Melanotan II

Melanotan II (MT-II) is a synthetic cyclic heptapeptide analog of alpha-melanocyte stimulating hormone (alpha-MSH) with the full chemical sequence Ac-Nle-cyclo[Asp-His-D-Phe-Arg-Trp-Lys]-NH2 and a molecular weight of approximately 1024 Da. It was originally designed and synthesized in the 1980s at the University of Arizona by Dr. Victor Hruby and colleagues in the Department of Chemistry, as part of a program to develop potent, metabolically stable melanocortin receptor agonists. The key structural modifications that distinguish MT-II from native alpha-MSH include N-terminal acetylation, replacement of methionine with norleucine (Nle) to prevent oxidation, substitution of D-phenylalanine for L-phenylalanine to increase receptor binding affinity, and lactam cyclization between the Asp and Lys side chains to constrain the peptide backbone into its bioactive conformation. These changes give MT-II roughly 1,000-fold greater potency than linear alpha-MSH and dramatically improved resistance to enzymatic degradation.

The primary mechanism of action of Melanotan II is activation of the melanocortin 1 receptor (MC1R) on epidermal melanocytes. When MT-II binds MC1R, it triggers a Gs-protein-coupled signaling cascade that increases intracellular cyclic AMP (cAMP), which in turn activates protein kinase A (PKA) and the transcription factor CREB. CREB then upregulates MITF (microphthalmia-associated transcription factor), the master regulator of melanogenesis. MITF drives expression of tyrosinase, TRP-1, and TRP-2, the enzymes that convert L-tyrosine through L-DOPA to eumelanin. The result is increased melanin synthesis and transfer of melanosomes to surrounding keratinocytes, producing visible skin darkening.

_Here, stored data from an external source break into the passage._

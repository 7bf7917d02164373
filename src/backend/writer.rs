//! Backend writer task.
//!
//! Drains [`OutboundMessage`]s from a channel and writes each as one
//! `\n`-terminated JSON line to the backend's stdin, flushing after every
//! message so the backend sees it immediately.

use tokio::io::{AsyncWrite, AsyncWriteExt};
use tokio::sync::mpsc;
use tokio_util::sync::CancellationToken;
use tracing::{debug, trace, warn};

use crate::protocol::OutboundMessage;
use crate::{AppError, Result};

/// Writer task: serialise messages from `msg_rx` onto `stdin`.
///
/// Exits cleanly when `cancel` fires or every sender is dropped.
///
/// # Errors
///
/// Returns [`AppError::Backend`]`("write failed: …")` if writing to stdin
/// fails (typically because the backend exited). Dropping `msg_rx` on the
/// way out makes later sends fail on the turn side.
pub async fn run_writer<W>(
    session_id: String,
    stdin: W,
    mut msg_rx: mpsc::Receiver<OutboundMessage>,
    cancel: CancellationToken,
) -> Result<()>
where
    W: AsyncWrite + Unpin + Send,
{
    let mut stdin = stdin;

    loop {
        tokio::select! {
            biased;

            () = cancel.cancelled() => {
                debug!(session_id, "backend writer: cancellation received, stopping");
                break;
            }

            msg = msg_rx.recv() => {
                let Some(message) = msg else {
                    debug!(session_id, "backend writer: message channel closed, stopping");
                    break;
                };

                let mut bytes = message.to_line().into_bytes();
                bytes.push(b'\n');
                trace!(session_id, kind = message.kind(), "backend writer: sending line");

                let written = async {
                    stdin.write_all(&bytes).await?;
                    stdin.flush().await
                }
                .await;

                if let Err(e) = written {
                    warn!(session_id, error = %e, "backend writer: write to stdin failed");
                    return Err(AppError::Backend(format!("write failed: {e}")));
                }
            }
        }
    }

    Ok(())
}
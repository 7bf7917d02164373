//! Tool execution coordinator.
//!
//! [`ToolCoordinator::execute`] turns one [`ToolRequest`] into a
//! [`ToolExecution`]: a lazy, single-use sequence of status updates.
//!
//! | Step | Update                   | Side effect                     |
//! |------|--------------------------|---------------------------------|
//! | 1    | `pending`                | none                            |
//! | 2    | `in_progress`            | tool task spawned               |
//! | 3    | `completed` / `failed`   | tool result recorded            |
//!
//! Unknown tools and rejected input go straight from `pending` to `failed`.
//! Failures are data: the coordinator never ends a turn and never decides
//! a stop reason.

use std::sync::Arc;

use futures_util::Stream;
use serde::Serialize;
use serde_json::Value;
use tokio::task::JoinHandle;
use tracing::{debug, warn};

use super::{Tool, ToolContext, ToolError, ToolOutput, ToolRegistry};
use crate::protocol::ToolRequest;
use crate::{AppError, Result};

/// Lifecycle status of one tool invocation.
#[derive(Debug, Clone, Copy, PartialEq, Eq, Serialize)]
#[serde(rename_all = "snake_case")]
pub enum ToolCallStatus {
    /// Announced, nothing has run yet.
    Pending,
    /// The tool is running.
    InProgress,
    /// Finished successfully.
    Completed,
    /// Finished with an error.
    Failed,
}

impl ToolCallStatus {
    /// `true` for `Completed` and `Failed`.
    #[must_use]
    pub fn is_terminal(self) -> bool {
        matches!(self, Self::Completed | Self::Failed)
    }

    fn rank(self) -> u8 {
        match self {
            Self::Pending => 0,
            Self::InProgress => 1,
            Self::Completed | Self::Failed => 2,
        }
    }
}

/// Terminal payload of an invocation.
#[derive(Debug, Clone, PartialEq, Eq, Serialize)]
#[serde(tag = "type", rename_all = "snake_case")]
pub enum ToolCallContent {
    /// Tool output text.
    Text {
        /// Output returned by the tool.
        text: String,
    },
    /// Structured failure.
    Error {
        /// Failure details.
        error: ToolError,
    },
}

impl ToolCallContent {
    /// Text fed back to the model, and whether it describes a failure.
    #[must_use]
    pub fn to_result_text(&self) -> (String, bool) {
        match self {
            Self::Text { text } => (text.clone(), false),
            Self::Error { error } => (error.to_string(), true),
        }
    }
}

/// One status notification for a tool invocation.
#[derive(Debug, Clone, PartialEq, Eq, Serialize)]
pub struct ToolCallUpdate {
    /// Backend tool-use identifier, verbatim.
    pub tool_call_id: String,
    /// Tool name as requested.
    pub tool_name: String,
    /// New status.
    pub status: ToolCallStatus,
    /// Tool input; carried on the `pending` update only.
    #[serde(skip_serializing_if = "Option::is_none")]
    pub raw_input: Option<Value>,
    /// Result; carried on terminal updates only.
    #[serde(skip_serializing_if = "Option::is_none")]
    pub content: Option<ToolCallContent>,
}

/// Status bookkeeping for one invocation.
///
/// Transitions only move forward (`pending → in_progress → terminal`,
/// with `in_progress` optional) and a terminal status is final.
#[derive(Debug, Clone, PartialEq, Eq)]
pub struct ToolInvocation {
    tool_call_id: String,
    status: ToolCallStatus,
    result: Option<ToolCallContent>,
}

impl ToolInvocation {
    /// New invocation in `pending`.
    #[must_use]
    pub fn new(tool_call_id: impl Into<String>) -> Self {
        Self {
            tool_call_id: tool_call_id.into(),
            status: ToolCallStatus::Pending,
            result: None,
        }
    }

    /// Move to `in_progress`.
    ///
    /// # Errors
    ///
    /// Returns `AppError::Tool` if the invocation is already past `pending`.
    pub fn start(&mut self) -> Result<()> {
        self.advance(ToolCallStatus::InProgress)
    }

    /// Move to a terminal status carrying `result`.
    ///
    /// # Errors
    ///
    /// Returns `AppError::Tool` if the invocation is already terminal.
    pub fn finish(&mut self, result: ToolCallContent) -> Result<()> {
        let status = match result {
            ToolCallContent::Text { .. } => ToolCallStatus::Completed,
            ToolCallContent::Error { .. } => ToolCallStatus::Failed,
        };
        self.advance(status)?;
        self.result = Some(result);
        Ok(())
    }

    fn advance(&mut self, next: ToolCallStatus) -> Result<()> {
        if next.rank() <= self.status.rank() {
            return Err(AppError::Tool(format!(
                "invalid status transition for '{}': {:?} -> {:?}",
                self.tool_call_id, self.status, next
            )));
        }
        self.status = next;
        Ok(())
    }

    /// Backend tool-use identifier.
    #[must_use]
    pub fn tool_call_id(&self) -> &str {
        &self.tool_call_id
    }

    /// Current status.
    #[must_use]
    pub fn status(&self) -> ToolCallStatus {
        self.status
    }

    /// Terminal result, once recorded.
    #[must_use]
    pub fn result(&self) -> Option<&ToolCallContent> {
        self.result.as_ref()
    }
}

/// Resolves tool requests against a registry.
#[derive(Debug, Clone)]
pub struct ToolCoordinator {
    registry: Arc<ToolRegistry>,
}

impl ToolCoordinator {
    /// Coordinator over `registry`.
    #[must_use]
    pub fn new(registry: Arc<ToolRegistry>) -> Self {
        Self { registry }
    }

    /// The registry tools are resolved against.
    #[must_use]
    pub fn registry(&self) -> &ToolRegistry {
        &self.registry
    }

    /// Begin executing `request` on behalf of `session_id`.
    ///
    /// Nothing runs until the first update has been taken from the
    /// returned [`ToolExecution`].
    #[must_use]
    pub fn execute(&self, session_id: &str, request: ToolRequest) -> ToolExecution {
        let tool = self.registry.get(&request.name);
        ToolExecution {
            invocation: ToolInvocation::new(request.id.clone()),
            context: ToolContext {
                session_id: session_id.to_owned(),
                tool_call_id: request.id.clone(),
            },
            request,
            tool,
            phase: Phase::Announce,
        }
    }
}

enum Phase {
    Announce,
    Start,
    Running(JoinHandle<std::result::Result<ToolOutput, ToolError>>),
    Finished,
}

/// Status sequence for one tool request.
///
/// Yields `pending` first, then (optionally) `in_progress`, then exactly
/// one terminal update, then `None` forever. Not restartable.
pub struct ToolExecution {
    request: ToolRequest,
    tool: Option<Arc<dyn Tool>>,
    context: ToolContext,
    invocation: ToolInvocation,
    phase: Phase,
}

impl ToolExecution {
    /// The request being executed.
    #[must_use]
    pub fn request(&self) -> &ToolRequest {
        &self.request
    }

    /// Current invocation bookkeeping.
    #[must_use]
    pub fn invocation(&self) -> &ToolInvocation {
        &self.invocation
    }

    /// Next status update, or `None` once the terminal one was yielded.
    ///
    /// Cancel-safe: dropping the returned future while the tool runs leaves
    /// the execution where it was.
    pub async fn next_update(&mut self) -> Option<ToolCallUpdate> {
        match &mut self.phase {
            Phase::Announce => {
                self.phase = Phase::Start;
                Some(self.update(ToolCallStatus::Pending))
            }
            Phase::Start => Some(self.start()),
            Phase::Running(handle) => {
                let outcome = handle.await;
                let content = match outcome {
                    Ok(Ok(output)) => ToolCallContent::Text { text: output.text },
                    Ok(Err(error)) => ToolCallContent::Error { error },
                    Err(join_err) => {
                        warn!(
                            tool_call_id = self.request.id.as_str(),
                            error = %join_err,
                            "tool task aborted"
                        );
                        ToolCallContent::Error {
                            error: ToolError::Runtime(format!("tool task aborted: {join_err}")),
                        }
                    }
                };
                Some(self.finish(content))
            }
            Phase::Finished => None,
        }
    }

    /// Close an execution nobody will wait for.
    ///
    /// A running tool is detached, not interrupted: it may finish, but its
    /// result is never observed. Returns the `failed` update carrying
    /// [`ToolError::Runtime`]`(reason)`, or `None` if nothing was announced
    /// yet or the terminal update was already yielded.
    pub fn abandon(&mut self, reason: &str) -> Option<ToolCallUpdate> {
        match std::mem::replace(&mut self.phase, Phase::Finished) {
            Phase::Announce | Phase::Finished => None,
            Phase::Start => Some(self.finish(ToolCallContent::Error {
                error: ToolError::Runtime(reason.to_owned()),
            })),
            Phase::Running(_detached) => {
                debug!(
                    tool_call_id = self.request.id.as_str(),
                    reason, "tool execution abandoned"
                );
                Some(self.finish(ToolCallContent::Error {
                    error: ToolError::Runtime(reason.to_owned()),
                }))
            }
        }
    }

    /// Adapt into a [`Stream`] of updates.
    pub fn into_stream(self) -> impl Stream<Item = ToolCallUpdate> + Send {
        futures_util::stream::unfold(self, |mut execution| async move {
            execution
                .next_update()
                .await
                .map(|update| (update, execution))
        })
    }

    fn start(&mut self) -> ToolCallUpdate {
        let Some(tool) = self.tool.clone() else {
            let error = ToolError::NotFound(self.request.name.clone());
            return self.finish(ToolCallContent::Error { error });
        };

        if let Err(error) = tool.validate_input(&self.request.input) {
            return self.finish(ToolCallContent::Error { error });
        }

        if let Err(err) = self.invocation.start() {
            warn!(error = %err, "tool invocation out of order");
        }

        debug!(
            tool_call_id = self.request.id.as_str(),
            tool = self.request.name.as_str(),
            "tool execution started"
        );
        let future = tool.call(self.request.input.clone(), self.context.clone());
        self.phase = Phase::Running(tokio::spawn(future));
        self.update(ToolCallStatus::InProgress)
    }

    fn finish(&mut self, content: ToolCallContent) -> ToolCallUpdate {
        if let Err(err) = self.invocation.finish(content.clone()) {
            warn!(error = %err, "tool invocation out of order");
        }
        self.phase = Phase::Finished;
        let mut update = self.update(self.invocation.status());
        update.content = Some(content);
        update
    }

    fn update(&self, status: ToolCallStatus) -> ToolCallUpdate {
        ToolCallUpdate {
            tool_call_id: self.request.id.clone(),
            tool_name: self.request.name.clone(),
            status,
            raw_input: (status == ToolCallStatus::Pending).then(|| self.request.input.clone()),
            content: None,
        }
    }
}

The clinical research on Melanotan II began with Phase I trials at the University of Arizona College of Medicine. In the key study by Dorr et al. (1996), subcutaneous administration of MT-II at doses of 0.010-0.025 mg/kg produced statistically significant skin darkening as measured by spectrophotometric reflectance. Subjects showed measurable increases in melanin density within 5 days of initiating treatment, with peak darkening observed at 2-3 weeks. Skin biopsy analysis confirmed that the darkening was due to genuine eumelanin upregulation, not simply melanin redistribution. Importantly, eumelanin (the brown-black pigment) rather than pheomelanin (the red-yellow pigment) was preferentially stimulated, and eumelanin is the form that provides actual UV photoprotection. Studies have shown MC1R activation and the resulting eumelanin production reduce UV-induced DNA damage (cyclobutane pyrimidine dimers) by 30-50%.

Melanotan II is a non-selective melanocortin agonist, meaning it also activates MC3R, MC4R, and MC5R in addition to MC1R. MC4R activation in the hypothalamus produces appetite-suppressing effects and has been linked to increased sexual arousal, the latter observation being what led to the development of PT-141 (bremelanotide) as a dedicated sexual health compound. MC3R activation plays a role in energy homeostasis and fat metabolism. These multi-receptor effects mean that users of MT-II may experience appetite reduction and increased libido in addition to tanning.

The pharmacokinetics of subcutaneous MT-II show rapid absorption with a time to peak plasma concentration (Tmax) of approximately 30-60 minutes. The elimination half-life is estimated at 1.5-2 hours, though the downstream biological effects on melanogenesis persist much longer because melanin synthesis, once activated, continues for days after receptor stimulation. This is why maintenance dosing can be spaced further apart than the half-life would suggest. Bioavailability following subcutaneous injection is high, estimated at >90%. The peptide is primarily cleared by renal filtration and enzymatic degradation.

For reconstitution and storage, lyophilized MT-II should be stored at -20 degrees C before reconstitution. Reconstitute with bacteriostatic water (0.9% benzyl alcohol) to the desired concentration. Once reconstituted, store at 2-8 degrees C (refrigerated) and use within 4-6 weeks. Avoid repeated freeze-thaw cycles. The lyophilized powder is stable for 24+ months at -20 degrees C. Protect from light, as the tryptophan residue is photosensitive.

The most commonly reported side effects in clinical trials included transient facial flushing (occurring in approximately 80% of subjects at higher doses), mild nausea (usually only with initial doses and resolving with continued use), and appetite suppression. Nausea was dose-dependent and could be mitigated by starting at lower doses (0.25-0.5 mg) and titrating upward. Dorr et al. reported no serious adverse events and no clinically significant changes in laboratory values, vital signs, or ECG parameters. Pre-existing nevi (moles) should be monitored, as increased melanocyte activity can darken existing pigmented lesions. A baseline dermatological assessment is recommended before use.